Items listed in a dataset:

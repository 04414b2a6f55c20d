//! The `base` module contains the [BaseService], the runtime shared by both drivers: the ledger
//! session, the trace oracle, the crash-recovery store, the lifetime signal and the worker join
//! barrier.

use crate::{
    eth::EthLedger,
    ledger::RollupLedger,
    oracle::{L2Block, RpcTraceOracle, TraceOracle},
    store::StateStore,
    DriverConfig,
};
use anyhow::{anyhow, ensure, Context, Result};
use ethers::{
    middleware::SignerMiddleware,
    providers::{Middleware, Provider, Ws},
    signers::{LocalWallet, Signer},
};
use std::{future::Future, sync::Arc};
use tokio::{
    sync::{watch, Mutex},
    task::JoinSet,
};

/// The [BaseService] owns every handle the drivers share. All of it is read-only after
/// construction apart from the lifetime signal and the worker set.
pub struct BaseService {
    /// The configuration of the defender.
    pub config: DriverConfig,
    /// The session over the rollup contracts and the L1 chain.
    pub ledger: Arc<dyn RollupLedger>,
    /// The execution-trace generator.
    pub oracle: Arc<dyn TraceOracle>,
    /// The store holding the crash-recovery flag.
    pub store: Arc<dyn StateStore>,
    /// Flipped to `true` once to stop every driver.
    lifetime: watch::Sender<bool>,
    /// The background workers, joined on stop.
    workers: Mutex<JoinSet<Result<()>>>,
}

impl BaseService {
    /// Creates a new [BaseService] from already constructed collaborators.
    pub fn new(
        config: DriverConfig,
        ledger: Arc<dyn RollupLedger>,
        oracle: Arc<dyn TraceOracle>,
        store: Arc<dyn StateStore>,
    ) -> Self {
        let (lifetime, _) = watch::channel(false);
        Self {
            config,
            ledger,
            oracle,
            store,
            lifetime,
            workers: Mutex::new(JoinSet::new()),
        }
    }

    /// Connects to the L1 websocket endpoint with `wallet` as the signer, resolves the rollup's
    /// assertion map, and connects to the L2 node.
    pub async fn connect(
        config: DriverConfig,
        wallet: LocalWallet,
        store: Arc<dyn StateStore>,
    ) -> Result<Self> {
        let provider = Provider::<Ws>::connect(config.l1_ws_endpoint.clone())
            .await
            .with_context(|| format!("Failed to connect to L1 @ {}", config.l1_ws_endpoint))?;
        let chain_id = provider
            .get_chainid()
            .await
            .context("Failed to fetch L1 chain id")?;
        tracing::debug!(target: "base-service", "Connected to L1 chain {}", chain_id);

        let client = Arc::new(SignerMiddleware::new(
            provider,
            wallet.with_chain_id(chain_id.as_u64()),
        ));
        let ledger = EthLedger::try_new(client, config.rollup_address, config.gas_price).await?;
        let oracle = RpcTraceOracle::try_new(&config.l2_endpoint)?;

        Ok(Self::new(config, Arc::new(ledger), Arc::new(oracle), store))
    }

    /// Performs the one-time startup checks and returns the local L2 head.
    ///
    /// ### Takes
    /// - `clean_l1`: Require the rollup to hold no assertions yet.
    /// - `stake`: Stake [DriverConfig::stake_amount] if the stake address is not staked yet.
    pub async fn start(&self, clean_l1: bool, stake: bool) -> Result<L2Block> {
        let genesis = self
            .oracle
            .current_block()
            .await
            .context("Failed to read the local L2 head")?;
        tracing::info!(target: "base-service", "Genesis root {:?} at L2 block #{} ({:?})", genesis.state_root, genesis.number, genesis.hash);

        if clean_l1 {
            let last_created = self
                .ledger
                .last_created_assertion_id()
                .await
                .context("Failed to query the last created assertion")?;
            ensure!(
                last_created == 0,
                "Rollup already holds {} assertions, cannot start from a clean L1",
                last_created
            );
        }

        if stake {
            let staker = self.config.stake_address;
            let is_staked = self
                .ledger
                .is_staked(staker)
                .await
                .context("Failed to query stake")?;
            if is_staked {
                tracing::debug!(target: "base-service", "{:?} is already staked", staker);
            } else {
                let tx = self
                    .ledger
                    .stake(self.config.stake_amount)
                    .await
                    .context("Failed to stake")?;
                tracing::info!(target: "base-service", "Staked {} wei from {:?}. Tx hash: {:?}", self.config.stake_amount, staker, tx);
            }
        }

        Ok(genesis)
    }

    /// Returns a receiver of the lifetime signal; it flips to `true` when the service stops.
    pub fn lifetime(&self) -> watch::Receiver<bool> {
        self.lifetime.subscribe()
    }

    /// Spawns a background worker that is joined on [BaseService::stop].
    pub async fn spawn_worker<F>(&self, worker: F)
    where
        F: Future<Output = Result<()>> + Send + 'static,
    {
        self.workers.lock().await.spawn(worker);
    }

    /// Waits for the next worker to exit and returns its result. Returns `None` if no workers
    /// are running.
    pub async fn join_next_worker(&self) -> Option<Result<()>> {
        let joined = self.workers.lock().await.join_next().await?;
        Some(flatten_join(joined))
    }

    /// Cancels the lifetime signal and blocks until every worker has exited. Returns the first
    /// worker error, if any.
    pub async fn stop(&self) -> Result<()> {
        self.lifetime.send_replace(true);

        let mut workers = self.workers.lock().await;
        let mut first_error = None;
        while let Some(joined) = workers.join_next().await {
            if let Err(e) = flatten_join(joined) {
                tracing::error!(target: "base-service", "Worker exited with error: {:?}", e);
                first_error.get_or_insert(e);
            }
        }
        tracing::info!(target: "base-service", "All workers stopped");

        first_error.map_or(Ok(()), Err)
    }
}

fn flatten_join(joined: Result<Result<()>, tokio::task::JoinError>) -> Result<()> {
    match joined {
        Ok(result) => result,
        Err(e) if e.is_cancelled() => Ok(()),
        Err(e) => Err(anyhow!("Worker panicked: {}", e)),
    }
}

**Goal of the exercise:** Wherever the word "watch" turns up in a line of the entries above, copy that line.

**Completed exercise:**
    sync::{watch, Mutex},
    lifetime: watch::Sender<bool>,
        let (lifetime, _) = watch::channel(false);
    pub fn lifetime(&self) -> watch::Receiver<bool> {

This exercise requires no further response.